O austríaco tentou se soltar, mas o albino era mais forte que ele e a pressão contra seus lábios se tornava cada vez maior, a língua prussiana pedia passagem, mas não lhe era concedida.

“Você é realmente resistente, né Jovem mestre?” pensou o prussiano consigo mesmo levando uma mão para a cintura do austríaco, subindo-a vagarosamente por toda a extensão do corpo do moreno até chegar a um dos mamilos, onde apertou com certa força, o que fez o austríaco abrir a boca para gritar, mas quando foi fazê-lo a língua do albino invadiu a boca do menor começando a brincar com a língua do austríaco que acabou cedendo ao contato da língua quente e macia.

O austríaco fechou os olhos lentamente sem perceber, deixando que o albino controlasse o beijo, mas claro que antes houve uma pequena batalha pela dominância que foi vencida facilmente pelo prussiano.

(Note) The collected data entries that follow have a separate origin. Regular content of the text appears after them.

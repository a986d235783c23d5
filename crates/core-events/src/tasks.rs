//! Registry of named long-lived tasks.
//!
//! Services register the tasks they spawn (frame loop, animation tasks,
//! pollers, debouncer) so `/api/system/tasks` and the WebSocket `tasks:*`
//! messages can report them without reaching into the runtime.

use serde::Serialize;
use std::sync::Mutex;
use std::time::Instant;
use tokio::task::JoinHandle;
use tracing::debug;

struct TaskEntry {
    name: String,
    spawned_at: Instant,
    handle: JoinHandle<()>,
}

#[derive(Debug, Clone, PartialEq, Serialize)]
pub struct TaskInfo {
    pub name: String,
    pub active: bool,
    pub uptime_ms: u128,
}

#[derive(Debug, Clone, Copy, PartialEq, Eq, Serialize)]
pub struct TaskStats {
    pub total: usize,
    pub active: usize,
    pub finished: usize,
}

#[derive(Default)]
pub struct TaskRegistry {
    entries: Mutex<Vec<TaskEntry>>,
}

impl TaskRegistry {
    pub fn new() -> Self {
        Self::default()
    }

    /// Record a spawned task. The registry observes the handle; it never
    /// aborts through it.
    pub fn register(&self, name: impl Into<String>, handle: JoinHandle<()>) {
        let name = name.into();
        debug!(target: "runtime", task = name.as_str(), "task_registered");
        self.entries
            .lock()
            .expect("task registry poisoned")
            .push(TaskEntry {
                name,
                spawned_at: Instant::now(),
                handle,
            });
    }

    pub fn all(&self) -> Vec<TaskInfo> {
        self.entries
            .lock()
            .expect("task registry poisoned")
            .iter()
            .map(|e| TaskInfo {
                name: e.name.clone(),
                active: !e.handle.is_finished(),
                uptime_ms: e.spawned_at.elapsed().as_millis(),
            })
            .collect()
    }

    pub fn active(&self) -> Vec<TaskInfo> {
        self.all().into_iter().filter(|t| t.active).collect()
    }

    pub fn stats(&self) -> TaskStats {
        let all = self.all();
        let active = all.iter().filter(|t| t.active).count();
        TaskStats {
            total: all.len(),
            active,
            finished: all.len() - active,
        }
    }
}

Dos lábios do moreno a saliva escorria, descendo pelo queixo até chegar ao chão, as mãos do austríaco tentavam se libertar e empurrar o outro, mas o albino as impedia, ao se separarem ambos estavam ofegantes e um fio de saliva ainda unia as bocas, o rosto do austríaco estava rubro, os lábios, agora avermelhados e inchados, estavam entre abertos e deixavam escapar o ar rapidamente.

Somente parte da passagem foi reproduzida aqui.